* **Your assignment**
Report how many lines in the following entries contain "info". Nothing else should be given.

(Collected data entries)
◆ ◆ ◆ ◆
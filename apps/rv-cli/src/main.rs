mod error;
mod scenario;

use clap::{Args, Parser, Subcommand};
use error::CliResult;
use rv_model::{Curve, ShaftCurve, efficiency_curve, motor_curve, reducer_output_curve};
use rv_sim::simulate_rover_with;
use rv_solver::{
    SweepDefinition, TopSpeed, TopSpeedConfig, TopSpeedGrid, TopSpeedSweep, crr_sweep,
    grid_sweep, slope_sweep, top_speed_with,
};
use scenario::Scenario;
use serde::Serialize;
use std::path::PathBuf;
use std::time::Instant;
use tracing::info;
use tracing_subscriber::EnvFilter;

#[derive(Parser)]
#[command(name = "rv-cli")]
#[command(about = "Rover longitudinal dynamics: top speed, sweeps and traverse simulation", long_about = None)]
struct Cli {
    /// Scenario YAML file (defaults to the reference rover and experiment)
    #[arg(short, long, global = true)]
    config: Option<PathBuf>,
    /// Print JSON instead of tables
    #[arg(long, global = true)]
    json: bool,
    #[command(subcommand)]
    command: Commands,
}

#[derive(Subcommand)]
enum Commands {
    /// Terminal velocity at one terrain angle and Crr
    TopSpeed {
        /// Terrain angle in degrees, positive uphill
        #[arg(long, default_value_t = 0.0, allow_hyphen_values = true)]
        slope: f64,
        /// Coefficient of rolling resistance
        #[arg(long, default_value_t = 0.2)]
        crr: f64,
    },
    /// Top speed over a range of terrain angles and/or Crr
    #[command(subcommand)]
    Sweep(SweepCommands),
    /// Simulate a traverse of the scenario terrain
    Simulate,
    /// Sample characteristic curves
    #[command(subcommand)]
    Curves(CurveCommands),
}

#[derive(Subcommand)]
enum SweepCommands {
    /// Vary the terrain angle at fixed Crr
    Slope {
        #[command(flatten)]
        range: RangeArgs,
        /// Coefficient of rolling resistance
        #[arg(long, default_value_t = 0.2)]
        crr: f64,
    },
    /// Vary Crr at a fixed terrain angle
    Crr {
        #[command(flatten)]
        range: RangeArgs,
        /// Terrain angle in degrees
        #[arg(long, default_value_t = 0.0, allow_hyphen_values = true)]
        slope: f64,
    },
    /// Every (terrain angle, Crr) pair of the default ranges
    Grid {
        /// Points along each axis
        #[arg(long)]
        points: Option<usize>,
    },
}

#[derive(Args)]
struct RangeArgs {
    /// First sweep value
    #[arg(long, allow_hyphen_values = true)]
    start: Option<f64>,
    /// Last sweep value
    #[arg(long, allow_hyphen_values = true)]
    end: Option<f64>,
    /// Number of points
    #[arg(long)]
    points: Option<usize>,
}

impl RangeArgs {
    fn resolve(&self, default: SweepDefinition) -> CliResult<SweepDefinition> {
        Ok(SweepDefinition::new(
            self.start.unwrap_or(default.start),
            self.end.unwrap_or(default.end),
            self.points.unwrap_or(default.num_points),
        )?)
    }
}

#[derive(Subcommand)]
enum CurveCommands {
    /// Motor speed, torque and power
    Motor {
        #[arg(long, default_value_t = 20)]
        points: usize,
    },
    /// Speed reducer output speed, torque and power
    Reducer {
        #[arg(long, default_value_t = 20)]
        points: usize,
    },
    /// Terrain angle against distance
    Terrain {
        #[arg(long, default_value_t = 101)]
        points: usize,
    },
    /// Motor efficiency against torque
    Efficiency {
        #[arg(long, default_value_t = 101)]
        points: usize,
    },
}

fn main() -> CliResult<()> {
    tracing_subscriber::fmt()
        .with_env_filter(
            EnvFilter::try_from_default_env().unwrap_or_else(|_| EnvFilter::new("warn")),
        )
        .with_writer(std::io::stderr)
        .init();

    let cli = Cli::parse();
    let scenario = Scenario::load(cli.config.as_deref())?;
    let json = cli.json;

    match cli.command {
        Commands::TopSpeed { slope, crr } => cmd_top_speed(&scenario, slope, crr, json),
        Commands::Sweep(sweep) => cmd_sweep(&scenario, sweep, json),
        Commands::Simulate => cmd_simulate(&scenario, json),
        Commands::Curves(curve) => cmd_curves(&scenario, curve, json),
    }
}

fn print_json<T: Serialize>(value: &T) -> CliResult<()> {
    println!("{}", serde_json::to_string_pretty(value)?);
    Ok(())
}

fn cmd_top_speed(scenario: &Scenario, slope: f64, crr: f64, json: bool) -> CliResult<()> {
    let result = top_speed_with(
        &scenario.rover,
        &scenario.planet,
        slope,
        crr,
        &TopSpeedConfig::default(),
    )?;
    if json {
        return print_json(&result);
    }

    println!("Terrain angle: {slope} deg, Crr: {crr}");
    match result {
        TopSpeed::Equilibrium(v) => println!("Top speed: {v:.6} m/s"),
        TopSpeed::Stalled => println!("Top speed: 0 m/s (rover cannot move)"),
        TopSpeed::Runaway => println!("Top speed: none (net force stays positive)"),
    }
    Ok(())
}

fn cmd_sweep(scenario: &Scenario, sweep: SweepCommands, json: bool) -> CliResult<()> {
    let config = TopSpeedConfig::default();
    let (rover, planet) = (&scenario.rover, &scenario.planet);
    let started = Instant::now();

    match sweep {
        SweepCommands::Slope { range, crr } => {
            let slopes = range.resolve(SweepDefinition::slopes())?;
            info!(%slopes, crr, "slope sweep");
            let result = slope_sweep(rover, planet, &slopes, crr, &config)?;
            info!(elapsed_s = started.elapsed().as_secs_f64(), "sweep finished");
            if json {
                return print_json(&result);
            }
            println!("Crr = {crr}");
            print_sweep(&result, "slope [deg]");
        }
        SweepCommands::Crr { range, slope } => {
            let crr = range.resolve(SweepDefinition::rolling_resistance())?;
            info!(%crr, slope, "Crr sweep");
            let result = crr_sweep(rover, planet, &crr, slope, &config)?;
            info!(elapsed_s = started.elapsed().as_secs_f64(), "sweep finished");
            if json {
                return print_json(&result);
            }
            println!("Terrain angle = {slope} deg");
            print_sweep(&result, "Crr");
        }
        SweepCommands::Grid { points } => {
            let mut slopes = SweepDefinition::slopes();
            let mut crr = SweepDefinition::rolling_resistance();
            if let Some(n) = points {
                slopes.num_points = n;
                crr.num_points = n;
            }
            info!(%slopes, %crr, "grid sweep");
            let result = grid_sweep(rover, planet, &slopes, &crr, &config)?;
            info!(elapsed_s = started.elapsed().as_secs_f64(), "sweep finished");
            if json {
                return print_json(&result);
            }
            print_grid(&result);
        }
    }
    Ok(())
}

fn print_sweep(sweep: &TopSpeedSweep, label: &str) {
    println!("{label:>12}  {:>12}", "v_max [m/s]");
    for (x, v) in sweep.values.iter().zip(&sweep.top_speed) {
        println!("{x:>12.4}  {v:>12.6}");
    }
}

fn print_grid(grid: &TopSpeedGrid) {
    print!("{:>10}", "slope\\Crr");
    for c in &grid.crr {
        print!(" {c:>8.4}");
    }
    println!();
    for (slope, row) in grid.slopes_deg.iter().zip(&grid.top_speed) {
        print!("{slope:>10.3}");
        for v in row {
            print!(" {v:>8.4}");
        }
        println!();
    }
    println!("Runaway cells: {}", grid.runaway_count());
}

fn cmd_simulate(scenario: &Scenario, json: bool) -> CliResult<()> {
    let started = Instant::now();
    let telemetry = simulate_rover_with(
        &scenario.rover,
        &scenario.planet,
        &scenario.experiment,
        &scenario.end_conditions,
        &scenario.solver,
    )?;
    info!(
        elapsed_s = started.elapsed().as_secs_f64(),
        samples = telemetry.len(),
        "simulation finished"
    );

    if json {
        return print_json(&telemetry);
    }
    for line in telemetry.summary_lines() {
        println!("{line}");
    }
    Ok(())
}

fn cmd_curves(scenario: &Scenario, curve: CurveCommands, json: bool) -> CliResult<()> {
    let rover = &scenario.rover;
    match curve {
        CurveCommands::Motor { points } => {
            print_shaft_curve(&motor_curve(rover, points)?, json)
        }
        CurveCommands::Reducer { points } => {
            print_shaft_curve(&reducer_output_curve(rover, points)?, json)
        }
        CurveCommands::Terrain { points } => {
            let terrain = scenario.experiment.terrain_profile()?;
            let (x, y) = terrain.sample(points);
            print_curve(&Curve { x, y }, ("distance [m]", "angle [deg]"), json)
        }
        CurveCommands::Efficiency { points } => print_curve(
            &efficiency_curve(rover, points)?,
            ("torque [N·m]", "efficiency"),
            json,
        ),
    }
}

fn print_shaft_curve(curve: &ShaftCurve, json: bool) -> CliResult<()> {
    if json {
        return print_json(curve);
    }
    println!(
        "{:>14}  {:>14}  {:>12}",
        "speed [rad/s]", "torque [N·m]", "power [W]"
    );
    for ((w, tau), p) in curve.speed.iter().zip(&curve.torque).zip(&curve.power) {
        println!("{w:>14.4}  {tau:>14.4}  {p:>12.4}");
    }
    if let Some((w, p)) = curve.peak_power() {
        println!("Peak power: {p:.3} W at {w:.4} rad/s");
    }
    Ok(())
}

fn print_curve(curve: &Curve, labels: (&str, &str), json: bool) -> CliResult<()> {
    if json {
        return print_json(curve);
    }
    println!("{:>14}  {:>14}", labels.0, labels.1);
    for (x, y) in curve.x.iter().zip(&curve.y) {
        println!("{x:>14.4}  {y:>14.6}");
    }
    Ok(())
}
◆ ◆ ◆ ◆
* **Output for this exercise**
8